A Question of Silence (De Stilte rond Christine M.)
Netherlands 1982. Dir Marleen Gorris.
With Edda Barends, Cox Habbema. 92 min. 35mm.

Thursday 22 May, 18.30
ICA Cinema 1

Bags, shoes, hangers and clothes rails are transformed from innocuous accessories and boutique equipment into deadly weapons in Marleen Gorris’s feature film debut A Question of Silence. Three women, all strangers to each other, cross paths in a boutique when a relatively trivial shoplifting incident unleashes their suppressed frustrations. The Dutch writer-director Gorris, notorious for her outspoken feminist views, protests here against the female condition in a male-dominated society. Gorris, who is both radical and hilariously funny, shows how seemingly harmless women can turn into an unpredictable force when driven by rage. Winner of two prestigious awards, The Golden Calf and Grand Prix (both 1982), A Question of Silence has since been referred to as a landmark feminist work.

With grateful thanks to the Embassy of the Kingdom of the Netherlands for supporting this screening.

 

 

A Question of Silence, dir. Marleen Gorris, 1982. Courtesy Holland Film

Ms .45
USA 1981. Dir Abel Ferrara.
With Zoe Lund, Albert Sinkys. 80 min. 35mm.

Thursay 22 May, 20.45
ICA Cinema 1

Ms. 45 , (1981) directed by Abel Ferrara is a violent retribution drama in which a shy seamstress is brutally raped twice in the same day and transformed into a killer, shooting men with her .45 pistol. The transformation of the heroine is marked by the change of her style and dress, from dowdy to a sleek, cat-like vamp who wears bright red lipstick and killer boots. The film climaxes in a scene at a fancy dress party in which the character dresses as a nun in suspenders, drawing together her transformation from virgin to a murderous femme fatale.
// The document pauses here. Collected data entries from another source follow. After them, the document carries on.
impl ReleaseStore {
    pub fn new(pool: PgPool) -> Self {
        Self { pool }
    }

    // ------------------------------------------------------------------
    // Subscriptions and channels
    // ------------------------------------------------------------------

    pub async fn find_subscription_by_full_name(
        &self,
        full_name: &str,
    ) -> Result<Option<RepoSubscription>, StoreError> {
        let row = sqlx::query_as::<_, RepoSubscription>(
            r#"
            SELECT repo_id, full_name, webhook_secret, access_token_ciphertext,
                   host_webhook_id, active, tone, language, extra_instructions, created_at
            FROM repositories
            WHERE full_name = $1
            "#,
        )
        .bind(full_name)
        .fetch_optional(&self.pool)
        .await?;
        Ok(row)
    }

    pub async fn find_subscription(
        &self,
        repo_id: Uuid,
    ) -> Result<Option<RepoSubscription>, StoreError> {
        let row = sqlx::query_as::<_, RepoSubscription>(
            r#"
            SELECT repo_id, full_name, webhook_secret, access_token_ciphertext,
                   host_webhook_id, active, tone, language, extra_instructions, created_at
            FROM repositories
            WHERE repo_id = $1
            "#,
        )
        .bind(repo_id)
        .fetch_optional(&self.pool)
        .await?;
        Ok(row)
    }

    /// Insert a new subscription. A duplicate full name surfaces as a
    /// unique violation.
    pub async fn insert_subscription(
        &self,
        full_name: &str,
        webhook_secret: &str,
        access_token_ciphertext: &str,
        style: &StyleConfig,
    ) -> Result<RepoSubscription, StoreError> {
        let repo_id = Uuid::new_v4();
        let now = Utc::now();

        sqlx::query(
            r#"
            INSERT INTO repositories
                (repo_id, full_name, webhook_secret, access_token_ciphertext,
                 active, tone, language, extra_instructions, created_at)
            VALUES ($1, $2, $3, $4, TRUE, $5, $6, $7, $8)
            "#,
        )
        .bind(repo_id)
        .bind(full_name)
        .bind(webhook_secret)
        .bind(access_token_ciphertext)
        .bind(&style.tone)
        .bind(&style.language)
        .bind(&style.extra_instructions)
        .bind(now)
        .execute(&self.pool)
        .await?;

        Ok(RepoSubscription {
            repo_id,
            full_name: full_name.to_string(),
            webhook_secret: webhook_secret.to_string(),
            access_token_ciphertext: access_token_ciphertext.to_string(),
            host_webhook_id: None,
            active: true,
            tone: style.tone.clone(),
            language: style.language.clone(),
            extra_instructions: style.extra_instructions.clone(),
            created_at: now,
        })
    }

    pub async fn set_host_webhook_id(
        &self,
        repo_id: Uuid,
        host_webhook_id: i64,
    ) -> Result<(), StoreError> {
        sqlx::query("UPDATE repositories SET host_webhook_id = $2 WHERE repo_id = $1")
            .bind(repo_id)
            .bind(host_webhook_id)
            .execute(&self.pool)
            .await?;
        Ok(())
    }

    pub async fn deactivate_subscription(&self, repo_id: Uuid) -> Result<(), StoreError> {
        let result = sqlx::query("UPDATE repositories SET active = FALSE WHERE repo_id = $1")
            .bind(repo_id)
            .execute(&self.pool)
            .await?;
        if result.rows_affected() == 0 {
            return Err(StoreError::NotFound(format!("repository {repo_id}")));
        }
        Ok(())
    }

    pub async fn insert_channel(
        &self,
        repo_id: Uuid,
        kind: ChannelKind,
        audience: Audience,
        endpoint: &str,
    ) -> Result<NotificationChannel, StoreError> {
        let channel_id = Uuid::new_v4();
        let now = Utc::now();

        sqlx::query(
            r#"
            INSERT INTO channels (channel_id, repo_id, kind, audience, endpoint, enabled, created_at)
            VALUES ($1, $2, $3, $4, $5, TRUE, $6)
            "#,
        )
        .bind(channel_id)
        .bind(repo_id)
        .bind(kind)
        .bind(audience)
        .bind(endpoint)
        .bind(now)
        .execute(&self.pool)
        .await?;

        Ok(NotificationChannel {
            channel_id,
            repo_id,
            kind,
            audience,
            endpoint: endpoint.to_string(),
            enabled: true,
            created_at: now,
        })
    }

    /// Enabled channels for a repository.
    pub async fn list_enabled_channels(
        &self,
        repo_id: Uuid,
    ) -> Result<Vec<NotificationChannel>, StoreError> {
        let rows = sqlx::query_as::<_, NotificationChannel>(
            r#"
            SELECT channel_id, repo_id, kind, audience, endpoint, enabled, created_at
            FROM channels
            WHERE repo_id = $1 AND enabled
            ORDER BY created_at
            "#,
        )
        .bind(repo_id)
        .fetch_all(&self.pool)
        .await?;
        Ok(rows)
    }

    // ------------------------------------------------------------------
    // Releases
    // ------------------------------------------------------------------

    pub async fn find_release(
        &self,
        repo_id: Uuid,
        tag_name: &str,
    ) -> Result<Option<Release>, StoreError> {
        let row = sqlx::query_as::<_, Release>(
            r#"
            SELECT release_id, repo_id, tag_name, release_url, status, error_message,
                   created_at, updated_at
            FROM releases
            WHERE repo_id = $1 AND tag_name = $2
            "#,
        )
        .bind(repo_id)
        .bind(tag_name)
        .fetch_optional(&self.pool)
        .await?;
        Ok(row)
    }

    pub async fn find_release_by_id(
        &self,
        release_id: Uuid,
    ) -> Result<Option<Release>, StoreError> {
        let row = sqlx::query_as::<_, Release>(
            r#"
            SELECT release_id, repo_id, tag_name, release_url, status, error_message,
                   created_at, updated_at
            FROM releases
            WHERE release_id = $1
            "#,
        )
        .bind(release_id)
        .fetch_optional(&self.pool)
        .await?;
        Ok(row)
    }

    /// Insert a release in the given initial status.
    ///
    /// A concurrent duplicate for the same (repo_id, tag_name) surfaces as a
    /// unique violation; callers treat that as "already processed".
    pub async fn insert_release(
        &self,
        repo_id: Uuid,
        tag_name: &str,
        release_url: Option<&str>,
        status: ReleaseStatus,
    ) -> Result<Release, StoreError> {
        let release_id = Uuid::new_v4();
        let now = Utc::now();

        sqlx::query(
            r#"
            INSERT INTO releases (release_id, repo_id, tag_name, release_url, status,
                                  created_at, updated_at)
            VALUES ($1, $2, $3, $4, $5, $6, $6)
            "#,
        )
        .bind(release_id)
        .bind(repo_id)
        .bind(tag_name)
        .bind(release_url)
        .bind(status)
        .bind(now)
        .execute(&self.pool)
        .await?;

        Ok(Release {
            release_id,
            repo_id,
            tag_name: tag_name.to_string(),
            release_url: release_url.map(str::to_string),
            status,
            error_message: None,
            created_at: now,
            updated_at: now,
        })
    }

    pub async fn set_status(
        &self,
        release_id: Uuid,
        status: ReleaseStatus,
    ) -> Result<(), StoreError> {
        sqlx::query(
            "UPDATE releases SET status = $2, updated_at = NOW() WHERE release_id = $1",
        )
        .bind(release_id)
        .bind(status)
        .execute(&self.pool)
        .await?;
        Ok(())
    }

    /// Move a release to `failed` with the error recorded.
    pub async fn set_failed(&self, release_id: Uuid, message: &str) -> Result<(), StoreError> {
        sqlx::query(
            r#"
            UPDATE releases
            SET status = 'failed', error_message = $2, updated_at = NOW()
            WHERE release_id = $1
            "#,
        )
        .bind(release_id)
        .bind(message)
        .execute(&self.pool)
        .await?;
        Ok(())
    }

    pub async fn set_release_url(
        &self,
        release_id: Uuid,
        release_url: Option<&str>,
    ) -> Result<(), StoreError> {
        sqlx::query(
            "UPDATE releases SET release_url = $2, updated_at = NOW() WHERE release_id = $1",
        )
        .bind(release_id)
        .bind(release_url)
        .execute(&self.pool)
        .await?;
        Ok(())
    }

    // ------------------------------------------------------------------
    // Generated notes
    // ------------------------------------------------------------------

    pub async fn find_notes(&self, release_id: Uuid) -> Result<Option<ReleaseNotes>, StoreError> {
        let row = sqlx::query_as::<_, ReleaseNotes>(
            r#"
            SELECT release_id, customer_md, developer_md, stakeholder_md,
                   customer_edited, developer_edited, stakeholder_edited,
                   tokens_used, model, generated_at
            FROM release_notes
            WHERE release_id = $1
            "#,
        )
        .bind(release_id)
        .fetch_optional(&self.pool)
        .await?;
        Ok(row)
    }

    /// Write the full document set, overwriting every audience and clearing
    /// all edited flags. Used for first generation and forced regeneration.
    pub async fn replace_notes(
        &self,
        release_id: Uuid,
        notes: &GeneratedNotes,
    ) -> Result<ReleaseNotes, StoreError> {
        sqlx::query(
            r#"
            INSERT INTO release_notes
                (release_id, customer_md, developer_md, stakeholder_md,
                 customer_edited, developer_edited, stakeholder_edited,
                 tokens_used, model, generated_at)
            VALUES ($1, $2, $3, $4, FALSE, FALSE, FALSE, $5, $6, NOW())
            ON CONFLICT (release_id) DO UPDATE SET
                customer_md = EXCLUDED.customer_md,
                developer_md = EXCLUDED.developer_md,
                stakeholder_md = EXCLUDED.stakeholder_md,
                customer_edited = FALSE,
                developer_edited = FALSE,
                stakeholder_edited = FALSE,
                tokens_used = EXCLUDED.tokens_used,
                model = EXCLUDED.model,
                generated_at = NOW()
            "#,
        )
        .bind(release_id)
        .bind(&notes.customer_md)
        .bind(&notes.developer_md)
        .bind(&notes.stakeholder_md)
        .bind(notes.tokens_used as i32)
        .bind(&notes.model)
        .execute(&self.pool)
        .await?;

        self.require_notes(release_id).await
    }

    /// Write the document set, preserving any audience whose edited flag is
    /// set: edited text and flags stay untouched, unedited audiences are
    /// overwritten. Used for non-forced regeneration.
    pub async fn merge_unedited_notes(
        &self,
        release_id: Uuid,
        notes: &GeneratedNotes,
    ) -> Result<ReleaseNotes, StoreError> {
        let result = sqlx::query(
            r#"
            UPDATE release_notes SET
                customer_md = CASE WHEN customer_edited THEN customer_md ELSE $2 END,
                developer_md = CASE WHEN developer_edited THEN developer_md ELSE $3 END,
                stakeholder_md = CASE WHEN stakeholder_edited THEN stakeholder_md ELSE $4 END,
                tokens_used = $5,
                model = $6,
                generated_at = NOW()
            WHERE release_id = $1
            "#,
        )
        .bind(release_id)
        .bind(&notes.customer_md)
        .bind(&notes.developer_md)
        .bind(&notes.stakeholder_md)
        .bind(notes.tokens_used as i32)
        .bind(&notes.model)
        .execute(&self.pool)
        .await?;

        if result.rows_affected() == 0 {
            // No prior set to merge into; behaves like a first generation.
            return self.replace_notes(release_id, notes).await;
        }
        self.require_notes(release_id).await
    }

    /// Apply a manual edit, setting the edited flag for each supplied
    /// audience document.
    pub async fn edit_notes(
        &self,
        release_id: Uuid,
        edit: &EditNotesRequest,
    ) -> Result<ReleaseNotes, StoreError> {
        let result = sqlx::query(
            r#"
            UPDATE release_notes SET
                customer_md = COALESCE($2, customer_md),
                customer_edited = customer_edited OR $2 IS NOT NULL,
                developer_md = COALESCE($3, developer_md),
                developer_edited = developer_edited OR $3 IS NOT NULL,
                stakeholder_md = COALESCE($4, stakeholder_md),
                stakeholder_edited = stakeholder_edited OR $4 IS NOT NULL
            WHERE release_id = $1
            "#,
        )
        .bind(release_id)
        .bind(&edit.customer_md)
        .bind(&edit.developer_md)
        .bind(&edit.stakeholder_md)
        .execute(&self.pool)
        .await?;

        if result.rows_affected() == 0 {
            return Err(StoreError::NotFound(format!("notes for {release_id}")));
        }
        self.require_notes(release_id).await
    }

    async fn require_notes(&self, release_id: Uuid) -> Result<ReleaseNotes, StoreError> {
        self.find_notes(release_id)
            .await?
            .ok_or_else(|| StoreError::NotFound(format!("notes for {release_id}")))
    }

    // ------------------------------------------------------------------
    // Distribution outcomes
    // ------------------------------------------------------------------

    /// Append one outcome row per result. Retried publishes add rows rather
    /// than mutating old ones.
    pub async fn append_outcomes(
        &self,
        release_id: Uuid,
        outcomes: &[DistributionOutcome],
    ) -> Result<(), StoreError> {
        for outcome in outcomes {
            sqlx::query(
                r#"
                INSERT INTO distribution_outcomes
                    (outcome_id, release_id, audience, channel_kind, success,
                     error_detail, responded_at, created_at)
                VALUES ($1, $2, $3, $4, $5, $6, $7, NOW())
                "#,
            )
            .bind(Uuid::new_v4())
            .bind(release_id)
            .bind(outcome.audience)
            .bind(outcome.channel_kind)
            .bind(outcome.success)
            .bind(&outcome.error_detail)
            .bind(outcome.responded_at)
            .execute(&self.pool)
            .await?;
        }
        Ok(())
    }

    pub async fn list_outcomes(&self, release_id: Uuid) -> Result<Vec<OutcomeRecord>, StoreError> {
        let rows = sqlx::query_as::<_, OutcomeRecord>(
            r#"
            SELECT outcome_id, release_id, audience, channel_kind, success,
                   error_detail, responded_at, created_at
            FROM distribution_outcomes
            WHERE release_id = $1
            ORDER BY created_at, outcome_id
            "#,
        )
        .bind(release_id)
        .fetch_all(&self.pool)
        .await?;
        Ok(rows)
    }
}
With grateful thanks to Abel Ferrara.

 

Ms 45, dir. Abel Ferrara, 1981. Courtesy BFI

Body Double (X)
France 2002. Dir Brice Dellsperger.
With Jean-Luc Verna. 104 min. Digi-Beta.

With an introduction by Guest Curator Drake Stutesman, Editor of Framework: The Journal of Cinema and Media.

Friday 23 May - 20:30
ICA Cinema 1

The French artist Brice Dellsperger’s Body Double (X) (2000) is a brilliant 21st century reconstruction of the torrid 1974 film L' Important c'est d'aimer by Andrzej Zulawski . Mouthing the 1974 soundtrack and appearing in various costumes, drag artist Jean-Luc Verna acts out all of the roles within a cut up and fragmenting, digitalized visual narrative. Clothes anchor Verna’s grasp of the characters and they are the only solid structure under his and Dellsperger’s fluid exposure of miscommunication as a crime. But our initial reading of the story in itself may be another kind of crime which Dellsperger also explores through clothes by subverting their social connotations.

 

 

Body Double X, dir. Brice Dellsperger, 2000. Courtesy Air De Paris

Office Killer
USA 1997. Dir Cindy Sherman.
With Carol Kane, Jeanne Tripplehorn. Molly Ringwald 82 min. Beta.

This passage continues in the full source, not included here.